Then on 23 May, at historical Jesup Blair Local Park (Figure 12), this researcher finally found Magicicada septendecula. The researcher heard the distinctive long, uninterrupted male trilling in a tree nearby, then found the female cicada on a small hickory tree nearby. The cicada met the criteria for the species of black around the eye and both black and orange bands on the abdomen (Figures 13 and 14) – in contrast to M. cassinii whose abdomen is all black and M. septendecim whose abdomen is almost all orange. But what was distinctive of this discovery was the combination of hearing clearly the song and seeing the physical traits. No M. cassinii were seen nor heard at the park that day; on 2 June, however, some M. cassinii were chorusing. On 8 June, one M. cassinii was found in this park, many others were chorusing, and M. septendecim chorusing seemed to decline (three very small female M. septendecim were also found there). There was no clear evidence of any M. septendecula in June. So Jesup Blair Local Park is a site where all three species might be detected, depending on the time of season.


Dybas and Lloyd (1974) recalled studying part of Bull Run Park in Virginia in late spring 1962: “when we visited…the open stand of hickories, for instance, we would hear a strong chorus of septendecula…septendecula appears most prominently in…open-grown scattered large hickory and oak trees with a grassy understory, a habitat it shares with septendecim.” All this description, along with the “upland” preference for Magicicada septendecula, characterizes Jesup Blair Local Park, on a plateau, the highest elevation park around downtown Silver Spring, and even characterizes the specific tree and its surroundings within the park where the M. septendecula cicada was found. Possibly an M. septendecula vocalized from a small residential tree, and another rested on Grove Street (Figure 14), both near Bullis Local Park (Figures 1 and 4). And, perhaps to be expected near the large walnut tree at the Site 3 alley, among the M. cassinii nymphal skins was the remains of an adult M. septendecula.

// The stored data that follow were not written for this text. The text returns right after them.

//! Background job engine: bounded worker pool with retry/backoff, the job
//! status state machine with archival, and chunked batch processing.
//!
//! ## Components
//!
//! - [`JobQueue`]: FIFO admission, N concurrent workers, retry with backoff
//! - [`HandlerRegistry`]: job-type tag → async handler
//! - [`ErrorHandlingService`]: classifies handler failures, decides retry vs. fail
//! - [`JobStatusService`]: status records, progress, archival to history
//! - [`BatchProcessor`]: resumable chunked processing with an error-rate cutoff
//! - [`RecordStore`]: narrow storage seam (in-memory implementation included)

pub mod batch;
pub mod error_handling;
pub mod queue;
pub mod registry;
pub mod status;
pub mod store;
pub mod types;

pub use batch::{
    BatchConfig, BatchJob, BatchJobSpec, BatchProcessor, BatchSource, BatchStatus, RecordHandler,
    VecSource,
};
pub use error_handling::{ErrorHandlingService, ErrorStatistics, FailureClassification, RetryDecision};
pub use queue::{JobQueue, JobQueueConfig, QueueStats};
pub use registry::{HandlerRegistry, JobContext, JobHandler};
pub use status::{
    JobHistoryRecord, JobStatistics, JobStatusChanged, JobStatusFilter, JobStatusRecord,
    JobStatusService, ProgressUpdate, ResourceUsage,
};
pub use store::{InMemoryStore, RecordStore, StoreError};
pub use types::{
    BackoffStrategy, Job, JobAttemptRecord, JobError, JobSnapshot, JobStatus, JobType, RetryPolicy,
    SubmitOptions,
};
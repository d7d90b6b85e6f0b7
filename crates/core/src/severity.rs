use serde::{Deserialize, Serialize};

/// Severity shared by failure classification and alerts.
///
/// Ordered from least to most severe, so `Severity::High > Severity::Low`.
#[derive(Debug, Clone, Copy, PartialEq, Eq, Hash, PartialOrd, Ord, Serialize, Deserialize)]
#[serde(rename_all = "snake_case")]
pub enum Severity {
    Low,
    Medium,
    High,
    Critical,
}

impl Severity {
    pub fn as_str(&self) -> &'static str {
        match self {
            Severity::Low => "low",
            Severity::Medium => "medium",
            Severity::High => "high",
            Severity::Critical => "critical",
        }
    }
}

impl core::fmt::Display for Severity {
    fn fmt(&self, f: &mut core::fmt::Formatter<'_>) -> core::fmt::Result {
        f.write_str(self.as_str())
    }
}
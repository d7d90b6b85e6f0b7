//! Host resource snapshots gathered from `sysinfo`.

use std::sync::Mutex;
use std::time::Instant;

use chrono::{DateTime, Utc};
use serde::{Deserialize, Serialize};
use sysinfo::System;

/// Snapshot of CPU, memory and uptime.
#[derive(Debug, Clone, PartialEq, Serialize, Deserialize)]
pub struct SystemMetrics {
    /// Global CPU usage across all cores, in percent.
    pub cpu_percent: f32,
    /// CPU usage of this process, in percent of one core.
    pub process_cpu_percent: Option<f32>,
    pub cpu_count: usize,
    pub memory_used_bytes: u64,
    pub memory_total_bytes: u64,
    /// Resident memory of this process.
    pub process_memory_bytes: Option<u64>,
    /// Seconds since the sampler (and thus the monitor) was created.
    pub uptime_secs: u64,
    pub host_uptime_secs: u64,
    pub sampled_at: DateTime<Utc>,
}

impl SystemMetrics {
    /// Used memory as a percentage of total, 0 when the total is unknown.
    pub fn memory_percent(&self) -> f64 {
        if self.memory_total_bytes == 0 {
            return 0.0;
        }
        self.memory_used_bytes as f64 / self.memory_total_bytes as f64 * 100.0
    }

    /// Concise single-line rendering for logs.
    pub fn to_log_string(&self) -> String {
        format!(
            "uptime={}s cpu={:.1}% mem={}MB/{}MB proc_mem={}",
            self.uptime_secs,
            self.cpu_percent,
            self.memory_used_bytes / 1024 / 1024,
            self.memory_total_bytes / 1024 / 1024,
            self.process_memory_bytes
                .map(|b| format!("{}MB", b / 1024 / 1024))
                .unwrap_or_else(|| "N/A".to_string()),
        )
    }
}

/// Keeps one `System` around so CPU usage is measured between samples
/// rather than from a cold start each time.
#[derive(Debug)]
pub struct SystemSampler {
    system: Mutex<System>,
    started_at: Instant,
}

impl Default for SystemSampler {
    fn default() -> Self {
        Self::new()
    }
}

impl SystemSampler {
    pub fn new() -> Self {
        let mut system = System::new();
        system.refresh_cpu();
        system.refresh_memory();
        Self {
            system: Mutex::new(system),
            started_at: Instant::now(),
        }
    }

    pub fn sample(&self) -> SystemMetrics {
        let mut sys = self.system.lock().unwrap_or_else(|poisoned| poisoned.into_inner());
        sys.refresh_cpu();
        sys.refresh_memory();

        let mut process_cpu_percent = None;
        let mut process_memory_bytes = None;
        if let Ok(pid) = sysinfo::get_current_pid() {
            if sys.refresh_process(pid) {
                if let Some(process) = sys.process(pid) {
                    process_cpu_percent = Some(process.cpu_usage());
                    process_memory_bytes = Some(process.memory());
                }
            }
        }

        SystemMetrics {
            cpu_percent: sys.global_cpu_info().cpu_usage(),
            process_cpu_percent,
            cpu_count: sys.cpus().len(),
            memory_used_bytes: sys.used_memory(),
            memory_total_bytes: sys.total_memory(),
            process_memory_bytes,
            uptime_secs: self.started_at.elapsed().as_secs(),
            host_uptime_secs: System::uptime(),
            sampled_at: Utc::now(),
        }
    }
}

The sound of Magicicada septendecula needs to be distinguished from M. cassinii. Magicicada septendecim, the most musical of the three, includes the “pharaoh” call (hence its nickname the Pharaoh Cicada). Dybas and Lloyd (1974) stated, “The only completely reliable criterion for distinguishing septendecula from cassini [sic] is male song.” Magicicada cassinii is a wind-up clock, and then a whining song (or vice versa), and is relatively brief (University of Connecticut 2021). Magicicada septendecula is so rare in this area that this researcher did not hear it chorusing in a group. With the ubiquitous sound of auto traffic, as well as background bird song, it is difficult to detect the solitary call of M. septendecula. To this researcher’s ear, the song of the M. septendecula is like a high-pitched chug-chugging of an old-fashioned wind-up toy, like a little robot, almost a ticking, and it continues for a long time, longer than most individual cicadas would vocalize.


Figure 12. Jesup Blair Local Park where Magicicada septendecula was discovered, 23 May 2021. The spacious park has old oak and hickory trees that have experienced several Brood X generations. A few days after this photo was taken, M. cassinii became audible in the park.



Figure 13. Likely Magicicada septendecula, female. Subtle orange bands on abdomen (visible in magnification), no orange patches near eyes. Jesup Blair Local Park, 23 May 2021.



Figure 14. Likely Magicicada septendecula, female. An abdomen pattern of mixed black and orange bands, no orange patches near eyes. Site 1, Grove Street, 28 May 2021.



Figure 15. Magicicada septendecim with diagnostic orange patch visible near eye.

4 June 2021.



DISCUSSION

Emergence Patterns


Timing of Emergence, Comparing Species:

There is variation in reporting whether Magicicada cassinii and M. septendecim start emerging at the same time, seasonally, or M. septendecim emerges earlier. The study of Brood X from Indiana by Young (1970) showed that of the eight sites where emerging cicadas were tallied, at perhaps half of them, and the only places where one species appeared earlier than the other, M. septendecim appeared before M. cassinii. Dybas and Lloyd (1974), on the other hand, studying in Ohio in 1965, did not report these two species appearing in sequence, explaining, “the species are tied together in time.” But apparently, many observers have noted that M. septendecim emerges before M. cassinii. “There is evidence that Decim emerge before Cassini” (Simon, in litt., 30 March 2021). Such was the case in this study.


Possible Cyclical Pattern of Emergence During Season:

This researcher observed a basic “M” shape pattern for the season’s daily emergences of adult Magicicada septendecim (Figures 5, 7, and 8). Young (1970) in Indiana, counted emerging Brood X M. septendecim every other day for six visits, and for the two of eight sites with the most data, between 200 and 300 cicadas at each, Young also reported emergence patterns that vaguely suggest the “M” shape. So, the plots of the emergence data appear to show a cyclical pattern.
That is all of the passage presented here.